Rilstone thinks, as do I, that the National Church has watered down Christianity to leave something like Deism. The difference between us is that I can’t believe in what he calls capital-C Christianity. A preacher at StAG once compared the watered down religion of school assemblies (and presumably your standard of C of E church) to an innoculation in childhood which prevents you from getting full blown Christianity as an adult. I imagine the parallel to the ideas of Richard Dawkins was unintentional (“Evangelicalism is a plague, Mister Andurrson. And I am the cure”). I have the opposite experience: I’ve had the full blown version and my immune system rejected it, so nothing else now seems likely to stick.

Rilstone seems a little despondent at the end of the article, facing a choice between the Deism of the National Church and the prejudice of the evangelicals. I hope he works it out somehow.

I’ve become a paid user of LiveJournal. As well as making me feel good about contributing to the upkeep of the place, this means that the RSS feed now contains the entire entry. As I can control the DNS for noctua.org.uk, that also means I can do:

blog.noctua.org.uk. 68048 IN CNAME livejournal.com.

so that http://blog.noctua.org.uk/ becomes an alias for my LiveJournal. That’s not very useful for existing LJers, as you won’t see friends only stuff even if you’ve logged in. But the URL is shorter, and it provides some sort of future proofing (not that I’m thinking of leaving LJ, of course).

It looks like there are many other exciting things one can do as a paid user. New toy!

I went to the CDC Ball on Thursday. It was fun, as ever, seeing the usual crowd and also some people who come out of the woodwork especially for these things. A and S-who-is-not-S, a couple of Drogon people, have started dancing. Worlds colliding…

I had the day off to recover on Friday, so I went into town and picked up some Christmas presents. I also found a book about the origins of apocalyptic thought in religion, so I will let you know what that has to say once it has reached the front of the reading queue. Currently that place is occupied by Dr Tatiana’s Sex Advice to All Creation, being “The Definitive Guide to the Evolutionary Biology of Sex”. S-who-is-S told me she’d seen it filed under Sex Advice rather than Evolutionary Biology in some bookshops, which might lead to some decapitated boyfriends being found about the place. The book is good fun and informative to boot.

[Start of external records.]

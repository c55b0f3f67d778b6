// pipeline.rs — Compilation state and pass orchestration
//
// Holds all pass artifacts and runs the minimal set of passes for a given
// terminal PassId. Also provides the one-call entry points `infer_source`
// (outline text) and `infer_events` (an event stream from an embedder).
//
// Preconditions: the program must be parsed before calling run_pipeline.
// Postconditions: all artifacts for required passes are populated, or has_error is set.
// Failure modes: any pass emitting error-level diagnostics; malformed event
//                streams surface as E0201 diagnostics.
// Side effects: calls on_pass_complete callback after each pass for immediate display.

use std::time::{Duration, Instant};

use thiserror::Error;

use crate::ast::Program;
use crate::attrs::AttributeMap;
use crate::clause::ParallelismLevel;
use crate::diag::{codes, has_errors, Diagnostic};
use crate::events::Event;
use crate::graph::{GraphError, ProgramGraph};
use crate::id::ConstructId;
use crate::levels::{InferOptions, LoopLevels};
use crate::pass::{descriptor, required_passes, PassId};
use crate::routine::{implicit_routine_levels, RoutineInfo};

// ── Options ────────────────────────────────────────────────────────────────

/// Driver configuration, filled from CLI flags.
#[derive(Debug, Clone, Copy, Default)]
pub struct PipelineOptions {
    pub infer: InferOptions,
    /// Report per-pass timing at info level instead of debug.
    pub verbose: bool,
}

// ── Artifact storage ───────────────────────────────────────────────────────

pub struct Artifacts {
    pub program: Program,
    pub events: Option<Vec<Event>>,
    pub graph: Option<ProgramGraph>,
    pub routines: Option<RoutineInfo>,
    pub levels: Option<LoopLevels>,
    pub attrs: Option<AttributeMap>,
}

/// Provenance metadata for reproducible output.
///
/// `source_hash`: SHA-256 of the raw `.acc` source text.
/// `version`: crate version from `Cargo.toml`.
#[derive(Debug, Clone)]
pub struct Provenance {
    pub source_hash: [u8; 32],
    pub version: &'static str,
}

impl Provenance {
    /// Hex string of the source hash (64 characters).
    pub fn source_hash_hex(&self) -> String {
        let mut s = String::with_capacity(64);
        for b in &self.source_hash {
            use std::fmt::Write;
            let _ = write!(s, "{:02x}", b);
        }
        s
    }
}

/// Compute provenance from source text.
pub fn compute_provenance(source: &str) -> Provenance {
    use sha2::{Digest, Sha256};

    let mut hasher = Sha256::new();
    hasher.update(source.as_bytes());
    let result = hasher.finalize();
    let mut source_hash = [0u8; 32];
    source_hash.copy_from_slice(&result);

    Provenance {
        source_hash,
        version: env!("CARGO_PKG_VERSION"),
    }
}

/// Holds all compilation artifacts and accumulated diagnostics.
pub struct CompilationState {
    pub artifacts: Artifacts,
    pub diagnostics: Vec<Diagnostic>,
    pub has_error: bool,
    pub provenance: Option<Provenance>,
}

impl CompilationState {
    pub fn new(program: Program) -> Self {
        Self {
            artifacts: Artifacts {
                program,
                events: None,
                graph: None,
                routines: None,
                levels: None,
                attrs: None,
            },
            diagnostics: Vec::new(),
            has_error: false,
            provenance: None,
        }
    }
}

// ── Error type ─────────────────────────────────────────────────────────────

#[derive(Debug, Error)]
pub enum PipelineError {
    /// A pass produced error-level diagnostics; they are in
    /// `CompilationState.diagnostics`.
    #[error("pass '{failing_pass}' reported errors")]
    PassFailed { failing_pass: PassId },
    #[error("source has {count} syntax error(s)")]
    Syntax {
        count: usize,
        diagnostics: Vec<Diagnostic>,
    },
    /// A pass ran without producing its artifact; a runner bug.
    #[error("artifact of pass '{pass}' is missing")]
    MissingArtifact { pass: PassId },
}

// ── Per-pass bookkeeping ───────────────────────────────────────────────────

fn finish_pass(
    state: &mut CompilationState,
    pass_id: PassId,
    diags: Vec<Diagnostic>,
    elapsed: Duration,
    verbose: bool,
    on_pass_complete: &mut impl FnMut(PassId, &[Diagnostic]),
) -> Result<(), PipelineError> {
    on_pass_complete(pass_id, &diags);
    let is_err = has_errors(&diags);
    state.diagnostics.extend(diags);
    let name = descriptor(pass_id).name;
    let elapsed_ms = elapsed.as_secs_f64() * 1000.0;
    if verbose {
        tracing::info!(pass = name, elapsed_ms, "pass complete");
    } else {
        tracing::debug!(pass = name, elapsed_ms, "pass complete");
    }
    if is_err {
        state.has_error = true;
        return Err(PipelineError::PassFailed {
            failing_pass: pass_id,
        });
    }
    Ok(())
}

fn graph_error_diagnostic(err: &GraphError) -> Diagnostic {
    Diagnostic::error(err.span(), err.to_string())
        .with_code(codes::E0201)
        .with_hint("the event stream must be well nested and validated")
}

fn effective_level_of(
    graph: &ProgramGraph,
    levels: &LoopLevels,
    id: ConstructId,
) -> Option<ParallelismLevel> {
    let clauses = graph.construct(id).loop_clauses()?;
    clauses.explicit_level().or(levels.inferred(id))
}

/// Routine levels need final loop levels; the attribute map folds it all.
fn build_attributes(graph: &ProgramGraph, routines: &RoutineInfo, levels: &LoopLevels) -> AttributeMap {
    let routine_levels =
        implicit_routine_levels(graph, routines, |c| effective_level_of(graph, levels, c));
    AttributeMap::build(graph, routines, levels, &routine_levels)
}

// ── Pipeline runner ────────────────────────────────────────────────────────

/// Run the minimal set of passes to produce `terminal`.
///
/// Per-pass sequence: execute → on_pass_complete(callback) → log → error check.
pub fn run_pipeline(
    state: &mut CompilationState,
    terminal: PassId,
    options: &PipelineOptions,
    mut on_pass_complete: impl FnMut(PassId, &[Diagnostic]),
) -> Result<(), PipelineError> {
    for pass_id in required_passes(terminal) {
        let _span = tracing::debug_span!("pass", name = descriptor(pass_id).name).entered();
        let t = Instant::now();
        let diags = match pass_id {
            PassId::Lower => {
                let result = crate::lower::lower(&state.artifacts.program);
                state.artifacts.events = Some(result.events);
                result.diagnostics
            }
            PassId::BuildGraph => {
                let events = state
                    .artifacts
                    .events
                    .as_ref()
                    .ok_or(PipelineError::MissingArtifact {
                        pass: PassId::Lower,
                    })?;
                match crate::graph::build_graph(events) {
                    Ok(graph) => {
                        state.artifacts.graph = Some(graph);
                        Vec::new()
                    }
                    Err(err) => vec![graph_error_diagnostic(&err)],
                }
            }
            PassId::PropagateRoutines => {
                let graph = state.artifacts.graph.as_ref().ok_or(
                    PipelineError::MissingArtifact {
                        pass: PassId::BuildGraph,
                    },
                )?;
                state.artifacts.routines = Some(crate::routine::propagate_routines(graph));
                Vec::new()
            }
            PassId::AssignLevels => {
                let (Some(graph), Some(routines)) =
                    (&state.artifacts.graph, &state.artifacts.routines)
                else {
                    return Err(PipelineError::MissingArtifact {
                        pass: PassId::PropagateRoutines,
                    });
                };
                let levels = crate::levels::assign_levels(graph, routines, options.infer);
                state.artifacts.attrs = Some(build_attributes(graph, routines, &levels));
                state.artifacts.levels = Some(levels);
                Vec::new()
            }
        };
        finish_pass(
            state,
            pass_id,
            diags,
            t.elapsed(),
            options.verbose,
            &mut on_pass_complete,
        )?;
    }
    Ok(())
}

// ── One-call entry points ──────────────────────────────────────────────────

/// Everything inference produces for one translation unit.
#[derive(Debug, Clone)]
pub struct InferenceResult {
    pub graph: ProgramGraph,
    pub routines: RoutineInfo,
    pub levels: LoopLevels,
    pub attrs: AttributeMap,
    /// Warnings from lowering; errors abort instead.
    pub diagnostics: Vec<Diagnostic>,
    pub provenance: Provenance,
}

/// Parse, validate and run full inference over outline source text.
pub fn infer_source(source: &str, options: &PipelineOptions) -> Result<InferenceResult, PipelineError> {
    let parsed = crate::parser::parse(source);
    let program = match parsed.program {
        Some(program) if parsed.errors.is_empty() => program,
        _ => {
            let diagnostics: Vec<Diagnostic> = parsed
                .errors
                .iter()
                .map(|e| Diagnostic::error(*e.span(), e.to_string()))
                .collect();
            return Err(PipelineError::Syntax {
                count: diagnostics.len().max(1),
                diagnostics,
            });
        }
    };

    let mut state = CompilationState::new(program);
    state.provenance = Some(compute_provenance(source));
    run_pipeline(&mut state, PassId::AssignLevels, options, |_, _| {})?;

    let Artifacts {
        graph,
        routines,
        levels,
        attrs,
        ..
    } = state.artifacts;
    match (graph, routines, levels, attrs, state.provenance) {
        (Some(graph), Some(routines), Some(levels), Some(attrs), Some(provenance)) => {
            Ok(InferenceResult {
                graph,
                routines,
                levels,
                attrs,
                diagnostics: state.diagnostics,
                provenance,
            })
        }
        _ => Err(PipelineError::MissingArtifact {
            pass: PassId::AssignLevels,
        }),
    }
}

/// Run full inference over an event stream supplied directly by an embedder.
/// The stream is not clause-validated beyond `LoopClauses::check`.
pub fn infer_events(
    events: &[Event],
    options: InferOptions,
) -> Result<(ProgramGraph, AttributeMap), GraphError> {
    let graph = crate::graph::build_graph(events)?;
    let routines = crate::routine::propagate_routines(&graph);
    let levels = crate::levels::assign_levels(&graph, &routines, options);
    let attrs = build_attributes(&graph, &routines, &levels);
    Ok((graph, attrs))
}

// ── Tests ──────────────────────────────────────────────────────────────────
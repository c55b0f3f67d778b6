// id.rs — Stable arena identifiers for the program graph
//
// Every function, construct, use site and external name lives in an arena
// owned by `ProgramGraph`; everything else refers to them by these indices.
// Allocated in program order so assignment is deterministic.

use std::fmt;

use serde::Serialize;

/// Canonical identity of a function: all declarations and definitions of
/// the same name share one `FuncId`.
#[derive(Debug, Clone, Copy, PartialEq, Eq, Hash, PartialOrd, Ord, Serialize)]
pub struct FuncId(pub u32);

/// A loop construct or compute region.
#[derive(Debug, Clone, Copy, PartialEq, Eq, Hash, PartialOrd, Ord, Serialize)]
pub struct ConstructId(pub u32);

/// A use (call, address-of, or plain reference) of a function name.
#[derive(Debug, Clone, Copy, PartialEq, Eq, Hash, PartialOrd, Ord, Serialize)]
pub struct UseId(pub u32);

/// A name that is used but never declared in the visible program.
#[derive(Debug, Clone, Copy, PartialEq, Eq, Hash, PartialOrd, Ord, Serialize)]
pub struct ExternId(pub u32);

macro_rules! impl_index {
    ($($ty:ident => $prefix:literal),* $(,)?) => {
        $(
            impl $ty {
                pub fn index(self) -> usize {
                    self.0 as usize
                }
            }

            impl fmt::Display for $ty {
                fn fmt(&self, f: &mut fmt::Formatter<'_>) -> fmt::Result {
                    write!(f, concat!($prefix, "{}"), self.0)
                }
            }
        )*
    };
}

impl_index! {
    FuncId => "f",
    ConstructId => "c",
    UseId => "u",
    ExternId => "x",
}

/// Allocator for arena IDs. Produces monotonically increasing IDs in
/// allocation (program) order.
#[derive(Debug, Default)]
pub struct IdAllocator {
    next_func: u32,
    next_construct: u32,
    next_use: u32,
    next_extern: u32,
}

impl IdAllocator {
    pub fn new() -> Self {
        Self::default()
    }

    pub fn alloc_func(&mut self) -> FuncId {
        let id = FuncId(self.next_func);
        self.next_func += 1;
        id
    }

    pub fn alloc_construct(&mut self) -> ConstructId {
        let id = ConstructId(self.next_construct);
        self.next_construct += 1;
        id
    }

    pub fn alloc_use(&mut self) -> UseId {
        let id = UseId(self.next_use);
        self.next_use += 1;
        id
    }

    pub fn alloc_extern(&mut self) -> ExternId {
        let id = ExternId(self.next_extern);
        self.next_extern += 1;
        id
    }
}

#[cfg(test)]
mod tests {
    use super::*;

    #[test]
    fn ids_are_allocated_in_order_per_kind() {
        let mut alloc = IdAllocator::new();
        assert_eq!(alloc.alloc_func(), FuncId(0));
        assert_eq!(alloc.alloc_construct(), ConstructId(0));
        assert_eq!(alloc.alloc_func(), FuncId(1));
        assert_eq!(alloc.alloc_use(), UseId(0));
        assert_eq!(alloc.alloc_extern(), ExternId(0));
        assert_eq!(alloc.alloc_construct(), ConstructId(1));
    }

    #[test]
    fn display_uses_kind_prefix() {
        assert_eq!(FuncId(3).to_string(), "f3");
        assert_eq!(ConstructId(0).to_string(), "c0");
        assert_eq!(ExternId(1).index(), 1);
    }
}
// events.rs — The typed node stream consumed by graph construction
//
// This is the engine's input boundary: declarations, definition begin/end,
// compute region begin/end, loop begin/end and function uses, in program
// order. Produced by `lower` from the outline AST, or directly by embedders
// through `EventBuilder`.
//
// Preconditions: none (types only).
// Postconditions: none (types only).
// Failure modes: none.
// Side effects: none.

use std::fmt::{self, Write};

use crate::ast::Span;
use crate::clause::{LoopClause, LoopClauses, ParallelismLevel, RegionClauses, RegionKind};

/// How a function name is used at a use site.
#[derive(Debug, Clone, Copy, PartialEq, Eq, Hash)]
pub enum UseKind {
    /// A call in executable position.
    Call,
    /// The function's address is taken; it may be called from anywhere.
    AddressOf,
    /// A reference that is not a use (e.g. `sizeof`).
    Reference,
}

impl UseKind {
    /// Whether the use makes the callee reachable at run time.
    pub fn is_use(self) -> bool {
        !matches!(self, UseKind::Reference)
    }

    pub fn as_str(self) -> &'static str {
        match self {
            UseKind::Call => "call",
            UseKind::AddressOf => "addr",
            UseKind::Reference => "sizeof",
        }
    }
}

/// One node of the input stream.
#[derive(Debug, Clone, PartialEq)]
pub enum Event {
    Declare {
        name: String,
        routine: Option<ParallelismLevel>,
        span: Span,
    },
    DefineBegin {
        name: String,
        routine: Option<ParallelismLevel>,
        span: Span,
    },
    DefineEnd {
        span: Span,
    },
    RegionBegin {
        kind: RegionKind,
        clauses: RegionClauses,
        span: Span,
    },
    RegionEnd {
        span: Span,
    },
    LoopBegin {
        label: Option<String>,
        clauses: LoopClauses,
        span: Span,
    },
    LoopEnd {
        span: Span,
    },
    Use {
        callee: String,
        kind: UseKind,
        span: Span,
    },
}

impl Event {
    pub fn span(&self) -> Span {
        match self {
            Event::Declare { span, .. }
            | Event::DefineBegin { span, .. }
            | Event::DefineEnd { span }
            | Event::RegionBegin { span, .. }
            | Event::RegionEnd { span }
            | Event::LoopBegin { span, .. }
            | Event::LoopEnd { span }
            | Event::Use { span, .. } => *span,
        }
    }
}

impl fmt::Display for Event {
    fn fmt(&self, f: &mut fmt::Formatter<'_>) -> fmt::Result {
        match self {
            Event::Declare { name, routine, .. } => {
                write!(f, "declare {name}")?;
                if let Some(level) = routine {
                    write!(f, " routine({level})")?;
                }
                Ok(())
            }
            Event::DefineBegin { name, routine, .. } => {
                write!(f, "define {name}")?;
                if let Some(level) = routine {
                    write!(f, " routine({level})")?;
                }
                Ok(())
            }
            Event::DefineEnd { .. } => write!(f, "end define"),
            Event::RegionBegin { kind, clauses, .. } => {
                write!(f, "{kind}")?;
                if *clauses != RegionClauses::default() {
                    write!(f, " {clauses}")?;
                }
                Ok(())
            }
            Event::RegionEnd { .. } => write!(f, "end region"),
            Event::LoopBegin { label, clauses, .. } => {
                if let Some(label) = label {
                    write!(f, "{label}: ")?;
                }
                write!(f, "loop")?;
                if !clauses.is_empty() {
                    write!(f, " {clauses}")?;
                }
                Ok(())
            }
            Event::LoopEnd { .. } => write!(f, "end loop"),
            Event::Use { callee, kind, .. } => write!(f, "{} {callee}", kind.as_str()),
        }
    }
}

/// Render an event stream one event per line, indented by nesting depth.
pub fn format_events(events: &[Event]) -> String {
    let mut buf = String::new();
    let mut depth = 0usize;
    for event in events {
        if matches!(
            event,
            Event::DefineEnd { .. } | Event::RegionEnd { .. } | Event::LoopEnd { .. }
        ) {
            depth = depth.saturating_sub(1);
        }
        let _ = writeln!(buf, "{}{}", "  ".repeat(depth), event);
        if matches!(
            event,
            Event::DefineBegin { .. } | Event::RegionBegin { .. } | Event::LoopBegin { .. }
        ) {
            depth += 1;
        }
    }
    buf
}

// ── Builder ─────────────────────────────────────────────────────────────────

fn synthetic_span() -> Span {
    (0..0).into()
}

/// Programmatic construction of well-nested event streams.
///
/// ```
/// use accinfer::events::EventBuilder;
///
/// let mut b = EventBuilder::new();
/// b.define("main", None, |b| {
///     b.parallel(Default::default(), |b| {
///         b.loop_(Some("outer"), &[], |b| {
///             b.call("work");
///         });
///     });
/// });
/// let events = b.finish();
/// assert_eq!(events.len(), 7);
/// ```
#[derive(Debug, Default)]
pub struct EventBuilder {
    events: Vec<Event>,
}

impl EventBuilder {
    pub fn new() -> Self {
        Self::default()
    }

    pub fn declare(&mut self, name: &str, routine: Option<ParallelismLevel>) -> &mut Self {
        self.events.push(Event::Declare {
            name: name.to_string(),
            routine,
            span: synthetic_span(),
        });
        self
    }

    pub fn define(
        &mut self,
        name: &str,
        routine: Option<ParallelismLevel>,
        body: impl FnOnce(&mut Self),
    ) -> &mut Self {
        self.events.push(Event::DefineBegin {
            name: name.to_string(),
            routine,
            span: synthetic_span(),
        });
        body(self);
        self.events.push(Event::DefineEnd {
            span: synthetic_span(),
        });
        self
    }

    pub fn region(
        &mut self,
        kind: RegionKind,
        clauses: RegionClauses,
        body: impl FnOnce(&mut Self),
    ) -> &mut Self {
        self.events.push(Event::RegionBegin {
            kind,
            clauses,
            span: synthetic_span(),
        });
        body(self);
        self.events.push(Event::RegionEnd {
            span: synthetic_span(),
        });
        self
    }

    pub fn parallel(&mut self, clauses: RegionClauses, body: impl FnOnce(&mut Self)) -> &mut Self {
        self.region(RegionKind::Parallel, clauses, body)
    }

    pub fn loop_(
        &mut self,
        label: Option<&str>,
        clauses: &[LoopClause],
        body: impl FnOnce(&mut Self),
    ) -> &mut Self {
        self.events.push(Event::LoopBegin {
            label: label.map(str::to_string),
            clauses: clauses.iter().copied().collect(),
            span: synthetic_span(),
        });
        body(self);
        self.events.push(Event::LoopEnd {
            span: synthetic_span(),
        });
        self
    }

    pub fn use_(&mut self, callee: &str, kind: UseKind) -> &mut Self {
        self.events.push(Event::Use {
            callee: callee.to_string(),
            kind,
            span: synthetic_span(),
        });
        self
    }

    pub fn call(&mut self, callee: &str) -> &mut Self {
        self.use_(callee, UseKind::Call)
    }

    /// Append a raw event, for streams that are deliberately malformed.
    pub fn push(&mut self, event: Event) -> &mut Self {
        self.events.push(event);
        self
    }

    pub fn finish(self) -> Vec<Event> {
        self.events
    }
}
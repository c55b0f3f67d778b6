// attrs.rs — Read-only attribute map handed to code generation
//
// Folds the program graph, the routine propagation result and the loop level
// assignment into one queryable, serializable map: per function whether it
// is offload-callable, why, and its routine level; per loop its explicit
// clauses, inferred level, effective level and the matching resource count
// of its enclosing compute region.
//
// Preconditions: all inputs were computed from the same `ProgramGraph`.
// Postconditions: a loop has an effective level unless it is `auto`; a loop
//                 never carries both an explicit and an inferred level.
// Failure modes: JSON serialization errors surface as `serde_json::Error`.
// Side effects: none.

use std::fmt;

use serde::Serialize;

use crate::clause::{LoopClauses, ParallelismLevel};
use crate::graph::{ConstructKind, ProgramGraph};
use crate::id::{ConstructId, FuncId};
use crate::levels::LoopLevels;
use crate::routine::{walk_reasons, OffloadReason, RoutineInfo};

// ── Public types ────────────────────────────────────────────────────────────

#[derive(Debug, Clone, PartialEq, Serialize)]
pub struct FunctionAttrs {
    pub id: FuncId,
    pub name: String,
    pub defined: bool,
    pub explicit_level: Option<ParallelismLevel>,
    pub offload_callable: bool,
    /// Level of the explicit or implicit routine directive. `None` for host
    /// functions.
    pub routine_level: Option<ParallelismLevel>,
    pub reason: Option<OffloadReason>,
    /// Ceiling the function body is entered at.
    pub entry_ceiling: ParallelismLevel,
}

#[derive(Debug, Clone, PartialEq, Serialize)]
pub struct LoopAttrs {
    pub id: ConstructId,
    pub function: FuncId,
    pub label: Option<String>,
    pub explicit_clauses: LoopClauses,
    pub inferred_level: Option<ParallelismLevel>,
    pub effective_level: Option<ParallelismLevel>,
    pub auto: bool,
    /// Innermost lexically enclosing compute region.
    pub region: Option<ConstructId>,
    /// That region's resource count for `effective_level`.
    pub region_count: Option<u32>,
}

impl LoopAttrs {
    pub fn is_auto(&self) -> bool {
        self.auto
    }

    /// Explicit level if written, else the inferred one. `None` iff `auto`.
    pub fn effective_level(&self) -> Option<ParallelismLevel> {
        self.effective_level
    }

    pub fn is_inferred(&self) -> bool {
        self.inferred_level.is_some()
    }
}

#[derive(Debug, Clone, PartialEq, Serialize)]
pub struct AttributeMap {
    pub functions: Vec<FunctionAttrs>,
    /// Loops only, in construct id order.
    pub loops: Vec<LoopAttrs>,
}

#[derive(Serialize)]
struct JsonReport<'a> {
    version: &'static str,
    source_sha256: &'a str,
    functions: &'a [FunctionAttrs],
    loops: &'a [LoopAttrs],
}

// ── Construction ────────────────────────────────────────────────────────────

impl AttributeMap {
    pub fn build(
        graph: &ProgramGraph,
        routines: &RoutineInfo,
        levels: &LoopLevels,
        routine_levels: &[Option<ParallelismLevel>],
    ) -> Self {
        let functions = graph
            .functions
            .iter()
            .map(|f| FunctionAttrs {
                id: f.id,
                name: f.name.clone(),
                defined: f.is_defined(),
                explicit_level: f.explicit_level,
                offload_callable: routines.is_offload_callable(f.id),
                routine_level: routine_levels[f.id.index()],
                reason: routines.reason(f.id),
                entry_ceiling: levels.entry_ceiling(f.id),
            })
            .collect();

        let loops = graph
            .constructs
            .iter()
            .filter_map(|c| {
                let ConstructKind::Loop { label, clauses } = &c.kind else {
                    return None;
                };
                let inferred = levels.inferred(c.id);
                let effective = clauses.explicit_level().or(inferred);
                let region_count = c.enclosing_region.and_then(|r| {
                    let ConstructKind::Region { clauses, .. } = &graph.construct(r).kind else {
                        return None;
                    };
                    effective.and_then(|level| clauses.count_for(level))
                });
                Some(LoopAttrs {
                    id: c.id,
                    function: c.function,
                    label: label.clone(),
                    explicit_clauses: clauses.clone(),
                    inferred_level: inferred,
                    effective_level: effective,
                    auto: clauses.is_auto(),
                    region: c.enclosing_region,
                    region_count,
                })
            })
            .collect();

        Self { functions, loops }
    }
}

// ── Queries ─────────────────────────────────────────────────────────────────

impl AttributeMap {
    pub fn function(&self, id: FuncId) -> &FunctionAttrs {
        &self.functions[id.index()]
    }

    pub fn function_by_name(&self, name: &str) -> Option<&FunctionAttrs> {
        self.functions.iter().find(|f| f.name == name)
    }

    pub fn is_offload_callable(&self, id: FuncId) -> bool {
        self.function(id).offload_callable
    }

    pub fn routine_level(&self, id: FuncId) -> Option<ParallelismLevel> {
        self.function(id).routine_level
    }

    /// `None` if `id` is not a loop construct.
    pub fn loop_attrs(&self, id: ConstructId) -> Option<&LoopAttrs> {
        self.loops
            .binary_search_by_key(&id, |l| l.id)
            .ok()
            .map(|i| &self.loops[i])
    }

    /// First loop carrying `label`, in program order.
    pub fn loop_by_label(&self, label: &str) -> Option<&LoopAttrs> {
        self.loops.iter().find(|l| l.label.as_deref() == Some(label))
    }

    pub fn effective_level(&self, id: ConstructId) -> Option<ParallelismLevel> {
        self.loop_attrs(id).and_then(LoopAttrs::effective_level)
    }

    pub fn is_auto(&self, id: ConstructId) -> bool {
        self.loop_attrs(id).is_some_and(LoopAttrs::is_auto)
    }

    pub fn loops_in(&self, function: FuncId) -> impl Iterator<Item = &LoopAttrs> {
        self.loops.iter().filter(move |l| l.function == function)
    }

    /// Human-readable chain of reasons, from `id` back to its seed.
    pub fn reason_chain(&self, id: FuncId) -> Vec<String> {
        walk_reasons(id, self.functions.len(), |f| self.function(f).reason)
            .into_iter()
            .map(|(f, reason)| format!("'{}' {}", self.function(f).name, self.describe(reason)))
            .collect()
    }

    fn describe(&self, reason: OffloadReason) -> String {
        match reason {
            OffloadReason::Explicit => "has an explicit routine directive".to_string(),
            OffloadReason::ComputeUse {
                caller: Some(caller),
                ..
            } => format!("is used in a compute construct in '{}'", self.function(caller).name),
            OffloadReason::ComputeUse { caller: None, .. } => {
                "is used in a compute construct".to_string()
            }
            OffloadReason::CalledFrom { caller, .. } => {
                format!("is called from '{}'", self.function(caller).name)
            }
        }
    }

    pub fn to_json(&self, source_sha256: &str) -> Result<String, serde_json::Error> {
        let report = JsonReport {
            version: env!("CARGO_PKG_VERSION"),
            source_sha256,
            functions: &self.functions,
            loops: &self.loops,
        };
        serde_json::to_string_pretty(&report)
    }
}

fn count_clause_name(level: ParallelismLevel) -> &'static str {
    match level {
        ParallelismLevel::Gang => "num_gangs",
        ParallelismLevel::Worker => "num_workers",
        ParallelismLevel::Vector => "vector_length",
        ParallelismLevel::Seq => "",
    }
}

// ── Display ─────────────────────────────────────────────────────────────────

impl fmt::Display for AttributeMap {
    fn fmt(&self, f: &mut fmt::Formatter<'_>) -> fmt::Result {
        for func in &self.functions {
            write!(f, "fn {}: ", func.name)?;
            match (func.offload_callable, func.routine_level, func.reason) {
                (true, Some(level), Some(reason)) => {
                    writeln!(f, "routine({level}), {}", self.describe(reason))?;
                }
                _ => writeln!(f, "host")?,
            }
        }
        for lp in &self.loops {
            write!(f, "loop {}", lp.id)?;
            if let Some(label) = &lp.label {
                write!(f, " {label}")?;
            }
            write!(f, " in {}: ", self.function(lp.function).name)?;
            match (lp.effective_level, lp.is_inferred()) {
                (None, _) => write!(f, "auto")?,
                (Some(level), true) => write!(f, "{level} (inferred)")?,
                (Some(level), false) => write!(f, "{level} (explicit)")?,
            }
            if let (Some(level), Some(count)) = (lp.effective_level, lp.region_count) {
                write!(f, ", {}({count})", count_clause_name(level))?;
            }
            writeln!(f)?;
        }
        Ok(())
    }
}

// ── Tests ───────────────────────────────────────────────────────────────────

CUWoCs once had a write up of the society in the CUSU handbook which said something like “Cthulhu worshippers believe that Cthulhu will one day return and execute horrible torture upon unbelievers. The difference between us and other major religions is that we don’t attempt to claim that this is a good or moral activity”. With that in mind, here’s an excellent Cthulhu spoof Chick Tract (it helps if you’ve seen the comics of which it’s a spoof, I suppose).

Today I’ve been up to Yorkshire to visit the relatives. I’m absolutely stuffed with food after the first of many turkey dinners. And so I retire, replete.